* **Description of the task**
Go over the data and copy out each line with "Expected" in it.

* **Input for this task**
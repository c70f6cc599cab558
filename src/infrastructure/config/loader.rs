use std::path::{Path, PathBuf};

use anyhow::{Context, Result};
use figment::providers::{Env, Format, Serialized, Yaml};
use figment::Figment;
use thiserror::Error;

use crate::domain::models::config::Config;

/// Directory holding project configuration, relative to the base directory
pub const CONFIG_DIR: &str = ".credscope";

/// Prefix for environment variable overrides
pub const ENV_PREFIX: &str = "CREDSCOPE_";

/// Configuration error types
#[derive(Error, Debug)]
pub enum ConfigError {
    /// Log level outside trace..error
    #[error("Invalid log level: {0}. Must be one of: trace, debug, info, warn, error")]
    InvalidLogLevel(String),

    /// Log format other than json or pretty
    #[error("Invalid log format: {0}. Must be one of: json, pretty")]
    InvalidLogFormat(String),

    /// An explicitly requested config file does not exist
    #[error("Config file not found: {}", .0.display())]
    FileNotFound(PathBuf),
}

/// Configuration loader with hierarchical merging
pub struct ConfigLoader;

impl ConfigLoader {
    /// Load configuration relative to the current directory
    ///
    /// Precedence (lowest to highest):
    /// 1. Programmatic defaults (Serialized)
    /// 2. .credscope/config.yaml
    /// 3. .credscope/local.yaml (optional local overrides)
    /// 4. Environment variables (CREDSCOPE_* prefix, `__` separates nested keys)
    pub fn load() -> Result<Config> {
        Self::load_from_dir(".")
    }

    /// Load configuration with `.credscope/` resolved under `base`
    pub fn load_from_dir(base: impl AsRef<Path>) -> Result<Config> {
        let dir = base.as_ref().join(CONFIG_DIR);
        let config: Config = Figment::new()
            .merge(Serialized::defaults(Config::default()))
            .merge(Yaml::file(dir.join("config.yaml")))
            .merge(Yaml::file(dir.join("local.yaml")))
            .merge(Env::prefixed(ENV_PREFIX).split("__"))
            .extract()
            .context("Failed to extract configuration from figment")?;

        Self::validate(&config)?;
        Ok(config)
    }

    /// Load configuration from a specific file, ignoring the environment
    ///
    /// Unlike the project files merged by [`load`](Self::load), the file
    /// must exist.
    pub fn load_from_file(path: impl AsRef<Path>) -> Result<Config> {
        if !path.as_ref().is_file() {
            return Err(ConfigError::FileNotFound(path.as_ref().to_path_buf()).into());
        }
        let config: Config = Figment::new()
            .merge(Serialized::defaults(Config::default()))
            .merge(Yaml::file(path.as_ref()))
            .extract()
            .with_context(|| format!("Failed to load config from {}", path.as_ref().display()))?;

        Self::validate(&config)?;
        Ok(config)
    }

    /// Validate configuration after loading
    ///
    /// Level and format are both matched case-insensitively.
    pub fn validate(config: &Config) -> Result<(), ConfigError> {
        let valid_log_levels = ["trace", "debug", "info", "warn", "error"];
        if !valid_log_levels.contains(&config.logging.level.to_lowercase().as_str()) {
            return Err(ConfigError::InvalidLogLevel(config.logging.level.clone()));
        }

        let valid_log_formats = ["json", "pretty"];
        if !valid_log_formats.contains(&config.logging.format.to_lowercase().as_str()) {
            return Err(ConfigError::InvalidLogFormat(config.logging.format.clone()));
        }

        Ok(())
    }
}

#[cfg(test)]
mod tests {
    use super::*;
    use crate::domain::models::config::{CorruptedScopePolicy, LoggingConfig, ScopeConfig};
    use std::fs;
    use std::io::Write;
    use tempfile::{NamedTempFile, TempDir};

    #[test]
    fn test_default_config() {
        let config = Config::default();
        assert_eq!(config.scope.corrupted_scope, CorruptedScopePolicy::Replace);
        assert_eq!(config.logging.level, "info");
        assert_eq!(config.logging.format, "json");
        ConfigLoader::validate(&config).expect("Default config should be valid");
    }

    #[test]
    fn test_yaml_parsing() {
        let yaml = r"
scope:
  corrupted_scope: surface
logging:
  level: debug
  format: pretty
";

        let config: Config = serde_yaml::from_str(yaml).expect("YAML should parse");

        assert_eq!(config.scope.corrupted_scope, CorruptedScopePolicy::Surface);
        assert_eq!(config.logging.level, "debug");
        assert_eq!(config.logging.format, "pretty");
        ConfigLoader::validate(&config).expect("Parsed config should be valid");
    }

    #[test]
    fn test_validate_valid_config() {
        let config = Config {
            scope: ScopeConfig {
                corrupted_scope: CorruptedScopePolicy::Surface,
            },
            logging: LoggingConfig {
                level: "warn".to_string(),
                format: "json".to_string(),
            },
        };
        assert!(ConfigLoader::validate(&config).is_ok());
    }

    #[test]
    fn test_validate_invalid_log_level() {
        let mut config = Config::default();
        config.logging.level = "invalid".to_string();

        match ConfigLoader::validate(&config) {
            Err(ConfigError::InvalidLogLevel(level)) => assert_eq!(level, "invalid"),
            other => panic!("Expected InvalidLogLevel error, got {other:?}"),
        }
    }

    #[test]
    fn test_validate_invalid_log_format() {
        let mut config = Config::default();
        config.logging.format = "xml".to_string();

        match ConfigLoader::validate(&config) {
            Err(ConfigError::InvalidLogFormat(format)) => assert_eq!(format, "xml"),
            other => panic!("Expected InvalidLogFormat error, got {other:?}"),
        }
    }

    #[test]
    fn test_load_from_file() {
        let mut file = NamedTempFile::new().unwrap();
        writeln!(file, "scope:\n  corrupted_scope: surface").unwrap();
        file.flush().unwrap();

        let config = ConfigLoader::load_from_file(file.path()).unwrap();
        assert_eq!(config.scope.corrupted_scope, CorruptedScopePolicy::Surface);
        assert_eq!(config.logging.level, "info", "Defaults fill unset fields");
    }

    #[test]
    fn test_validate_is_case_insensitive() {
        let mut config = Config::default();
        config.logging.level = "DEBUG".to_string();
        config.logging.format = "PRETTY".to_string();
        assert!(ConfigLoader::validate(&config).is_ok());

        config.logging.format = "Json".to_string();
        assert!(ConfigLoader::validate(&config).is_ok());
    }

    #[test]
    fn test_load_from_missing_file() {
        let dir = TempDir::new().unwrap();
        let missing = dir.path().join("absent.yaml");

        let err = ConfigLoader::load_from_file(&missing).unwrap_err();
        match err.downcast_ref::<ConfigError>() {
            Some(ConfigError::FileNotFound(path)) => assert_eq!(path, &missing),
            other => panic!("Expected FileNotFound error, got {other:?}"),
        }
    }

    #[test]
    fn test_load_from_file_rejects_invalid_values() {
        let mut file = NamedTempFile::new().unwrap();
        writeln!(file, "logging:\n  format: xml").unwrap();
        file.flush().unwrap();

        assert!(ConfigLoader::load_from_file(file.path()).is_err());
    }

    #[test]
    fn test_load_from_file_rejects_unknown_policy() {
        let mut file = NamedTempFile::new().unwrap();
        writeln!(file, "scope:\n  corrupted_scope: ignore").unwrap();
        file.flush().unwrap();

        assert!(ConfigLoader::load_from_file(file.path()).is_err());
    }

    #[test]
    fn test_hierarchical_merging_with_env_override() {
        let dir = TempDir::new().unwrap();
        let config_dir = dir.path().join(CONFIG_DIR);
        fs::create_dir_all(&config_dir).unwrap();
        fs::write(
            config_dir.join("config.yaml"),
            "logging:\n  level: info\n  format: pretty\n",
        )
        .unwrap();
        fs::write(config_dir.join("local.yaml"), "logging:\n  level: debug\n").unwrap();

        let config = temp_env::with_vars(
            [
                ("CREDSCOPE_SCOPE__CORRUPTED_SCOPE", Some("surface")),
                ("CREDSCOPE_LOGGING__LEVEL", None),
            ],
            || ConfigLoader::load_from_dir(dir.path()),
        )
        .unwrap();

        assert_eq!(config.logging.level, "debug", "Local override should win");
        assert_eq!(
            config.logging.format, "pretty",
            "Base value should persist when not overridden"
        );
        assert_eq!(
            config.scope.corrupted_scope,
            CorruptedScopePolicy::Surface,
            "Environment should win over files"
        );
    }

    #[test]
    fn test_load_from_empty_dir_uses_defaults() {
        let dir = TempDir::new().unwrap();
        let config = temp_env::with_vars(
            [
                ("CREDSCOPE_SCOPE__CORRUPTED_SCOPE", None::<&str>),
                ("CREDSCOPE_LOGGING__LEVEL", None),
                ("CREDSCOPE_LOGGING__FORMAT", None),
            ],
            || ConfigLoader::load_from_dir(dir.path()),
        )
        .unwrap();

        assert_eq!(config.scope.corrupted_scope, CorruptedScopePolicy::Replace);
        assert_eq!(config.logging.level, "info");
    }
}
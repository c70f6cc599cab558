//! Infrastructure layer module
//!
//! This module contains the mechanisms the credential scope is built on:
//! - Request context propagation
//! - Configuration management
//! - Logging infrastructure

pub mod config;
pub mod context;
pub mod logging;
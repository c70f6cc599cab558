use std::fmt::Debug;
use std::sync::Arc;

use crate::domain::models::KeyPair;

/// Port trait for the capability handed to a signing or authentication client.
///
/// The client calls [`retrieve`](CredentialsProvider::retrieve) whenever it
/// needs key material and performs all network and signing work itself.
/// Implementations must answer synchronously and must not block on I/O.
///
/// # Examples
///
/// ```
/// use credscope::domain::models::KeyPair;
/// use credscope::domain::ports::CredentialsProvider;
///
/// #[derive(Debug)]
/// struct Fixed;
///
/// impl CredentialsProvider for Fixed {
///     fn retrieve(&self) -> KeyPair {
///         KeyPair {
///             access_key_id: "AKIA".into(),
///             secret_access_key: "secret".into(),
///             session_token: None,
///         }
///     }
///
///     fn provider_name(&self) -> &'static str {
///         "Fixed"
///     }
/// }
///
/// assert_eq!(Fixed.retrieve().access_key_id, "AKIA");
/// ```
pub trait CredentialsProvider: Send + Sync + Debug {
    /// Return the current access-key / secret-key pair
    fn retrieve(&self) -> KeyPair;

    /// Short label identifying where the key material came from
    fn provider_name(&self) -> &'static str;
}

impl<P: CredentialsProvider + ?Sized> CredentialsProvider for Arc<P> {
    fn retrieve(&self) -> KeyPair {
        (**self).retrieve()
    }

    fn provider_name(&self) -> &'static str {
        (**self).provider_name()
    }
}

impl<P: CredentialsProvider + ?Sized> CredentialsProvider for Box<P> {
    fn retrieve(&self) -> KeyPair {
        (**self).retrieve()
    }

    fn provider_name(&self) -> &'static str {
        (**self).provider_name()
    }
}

* **Response area**
            other => panic!("Expected InvalidLogLevel error, got {other:?}"),
            other => panic!("Expected InvalidLogFormat error, got {other:?}"),
            other => panic!("Expected FileNotFound error, got {other:?}"),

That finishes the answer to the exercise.